> **Activity**
Among the lines of the records, find all that carry the word "input" and copy them.

Excerpted records below:

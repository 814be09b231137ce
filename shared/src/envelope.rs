use std::collections::BTreeMap;

use serde::de::DeserializeOwned;
use serde::{Deserialize, Serialize};
use serde_json::{Map, Value};

use crate::error::HandlerError;

/// The three CORS headers attached to every response.
pub fn default_response_headers() -> BTreeMap<String, String> {
    [
        ("Access-Control-Allow-Origin", "*"),
        ("Access-Control-Allow-Methods", "POST,GET,OPTIONS"),
        ("Access-Control-Allow-Headers", "Content-Type"),
    ]
    .into_iter()
    .map(|(name, value)| (name.to_string(), value.to_string()))
    .collect()
}

/// Incoming event. `body` holds the handler input as a JSON-encoded string.
///
/// Any `body` value still deserialises so that the handler can answer with a
/// 500 instead of the runtime rejecting the event.
#[derive(Debug, Clone, Default, PartialEq, Deserialize, Serialize)]
pub struct RequestEnvelope {
    #[serde(default)]
    pub body: Option<Value>,
}

impl RequestEnvelope {
    pub fn new(body: impl Into<String>) -> Self {
        RequestEnvelope {
            body: Some(Value::String(body.into())),
        }
    }

    /// The raw body text.
    pub fn body_str(&self) -> Result<&str, HandlerError> {
        match &self.body {
            None | Some(Value::Null) => Err(HandlerError::MissingField("body")),
            Some(Value::String(body)) => Ok(body),
            Some(_) => Err(HandlerError::invalid("body", "expected a string")),
        }
    }

    /// Wraps an already decoded input, the same way an HTTP front end would.
    pub fn from_json(input: &Value) -> Self {
        Self::new(input.to_string())
    }

    /// Decodes the body as a JSON object.
    pub fn object(&self) -> Result<Map<String, Value>, HandlerError> {
        match self.decode::<Value>()? {
            Value::Object(map) => Ok(map),
            _ => Err(HandlerError::BodyNotObject),
        }
    }

    pub fn decode<T: DeserializeOwned>(&self) -> Result<T, HandlerError> {
        serde_json::from_str(self.body_str()?).map_err(HandlerError::MalformedBody)
    }
}

/// Looks up a field of a decoded body.
pub fn field<'a>(body: &'a Map<String, Value>, name: &'static str) -> Result<&'a Value, HandlerError> {
    body.get(name).ok_or(HandlerError::MissingField(name))
}

/// Looks up a field that has to be a JSON string.
pub fn str_field<'a>(body: &'a Map<String, Value>, name: &'static str) -> Result<&'a str, HandlerError> {
    field(body, name)?
        .as_str()
        .ok_or_else(|| HandlerError::invalid(name, "expected a string"))
}

#[derive(Debug, Clone, PartialEq, Deserialize, Serialize)]
#[serde(rename_all = "camelCase")]
pub struct ResponseEnvelope {
    pub is_base64_encoded: bool,
    pub status_code: u16,
    pub body: String,
    pub headers: BTreeMap<String, String>,
}

impl ResponseEnvelope {
    pub fn new(body: impl Into<String>, status_code: u16) -> Self {
        ResponseEnvelope {
            is_base64_encoded: false,
            status_code,
            body: body.into(),
            headers: default_response_headers(),
        }
    }

    pub fn ok(body: impl Into<String>) -> Self {
        Self::new(body, 200)
    }

    pub fn failure(err: HandlerError) -> Self {
        Self::new(err.into_trace(), 500)
    }

    pub fn is_success(&self) -> bool {
        self.status_code == 200
    }
}

/// Maps a handler outcome onto the fixed 200/500 contract.
pub fn respond(result: Result<String, HandlerError>) -> ResponseEnvelope {
    match result {
        Ok(body) => ResponseEnvelope::ok(body),
        Err(err) => ResponseEnvelope::failure(err),
    }
}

End of Excerpted records.

> **Written solution**
/// Incoming event. `body` holds the handler input as a JSON-encoded string.
    /// Wraps an already decoded input, the same way an HTTP front end would.
    pub fn from_json(input: &Value) -> Self {
        Self::new(input.to_string())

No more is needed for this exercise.